Combien sont dignes de blâme le prince ou la république qui n’ont point d’armée nationale.


Les princes qui règnent de nos jours, et les modernes républiques qui n’ont point de soldats tirés de leurs propres États pour attaquer ou pour se défendre, devraient rougir, et voir, dans l’exemple que leur offre Tullus, que ce n’est pas au manque d’hommes propres à la guerre que cette erreur doit être imputée, mais que la faute en appartient à eux seuls, qui n’ont pas su faire des soldats de leurs sujets.
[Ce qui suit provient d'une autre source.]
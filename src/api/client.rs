//! Marketplace API client
//!
//! One method per endpoint. List endpoints walk every page and return
//! [`Retrieval`]s, so partial results survive errors and cancellation.
//! Every operation has a `_with_cancel` twin observing a
//! [`CancellationToken`].

use super::params::{EventParams, ListingsParams, OrderParams, DEFAULT_LISTINGS_LIMIT};
use super::source::EndpointSource;
use crate::auth::{AuthConfig, Authenticator};
use crate::decode::{
    decode_response, AssetsPage, CollectionsPage, EventsPage, ListingsPage, OrdersPage,
    OrdersV2Page, PageEnvelope, SingleCollection,
};
use crate::error::{Error, Result};
use crate::http::{HttpClientConfig, HttpTransport, Transport, TransportRequest};
use crate::models::{Asset, CollectionDetail, Event, Order, OrderV2};
use crate::pagination::{
    CursorPaginator, Interrupted, NoPaginator, OffsetPaginator, PageRequest, PageStream,
    PaginationLimits, Paginator, Retrieval,
};
use crate::types::{Network, QueryParams};
use serde::de::DeserializeOwned;
use std::future::Future;
use std::sync::Arc;
use std::time::Duration;
use tokio_util::sync::CancellationToken;
use tracing::{debug, info};

/// Event stream path
pub const EVENTS_PATH: &str = "/api/v1/events";

/// Legacy order book path
pub const ORDERS_PATH: &str = "/wyvern/v1/orders";

/// Seaport listings path
pub const LISTINGS_V2_PATH: &str = "/v2/orders/ethereum/seaport/listings";

/// Asset search path
pub const ASSETS_PATH: &str = "/api/v1/assets";

/// Collection list path
pub const COLLECTIONS_PATH: &str = "/api/v1/collections";

/// Client-wide paging defaults
#[derive(Debug, Clone, Copy, PartialEq, Eq)]
pub struct ClientSettings {
    /// Page size for events when the params leave it at zero
    pub event_page_size: u32,
    /// Page size for orders when the params leave it at zero
    pub order_page_size: u32,
    /// Guards applied to every multi-page retrieval
    pub limits: PaginationLimits,
}

impl Default for ClientSettings {
    fn default() -> Self {
        Self {
            event_page_size: super::params::DEFAULT_EVENT_LIMIT,
            order_page_size: super::params::DEFAULT_ORDER_LIMIT,
            limits: PaginationLimits::default(),
        }
    }
}

/// Client for the marketplace REST API
#[derive(Clone)]
pub struct OpenseaClient {
    transport: Arc<dyn Transport>,
    auth: Authenticator,
    settings: ClientSettings,
}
Rome, pendant quarante ans, avait joui des douceurs de la paix ; aussi Tullus, en montant sur le trône, ne trouva pas un seul Romain qui eût porté les armes. Néanmoins, quoiqu’il eût l’intention de faire la guerre, il ne voulut se servir ni des Samnites ni des Toscans, ni d’aucun autre peuple accoutumé à combattre ; mais, en prince éclairé, il résolut de ne s’aider que de ses propres sujets, et déploya dans ce projet une telle habileté, qu’en peu de temps il réussit à former d’excellents soldats.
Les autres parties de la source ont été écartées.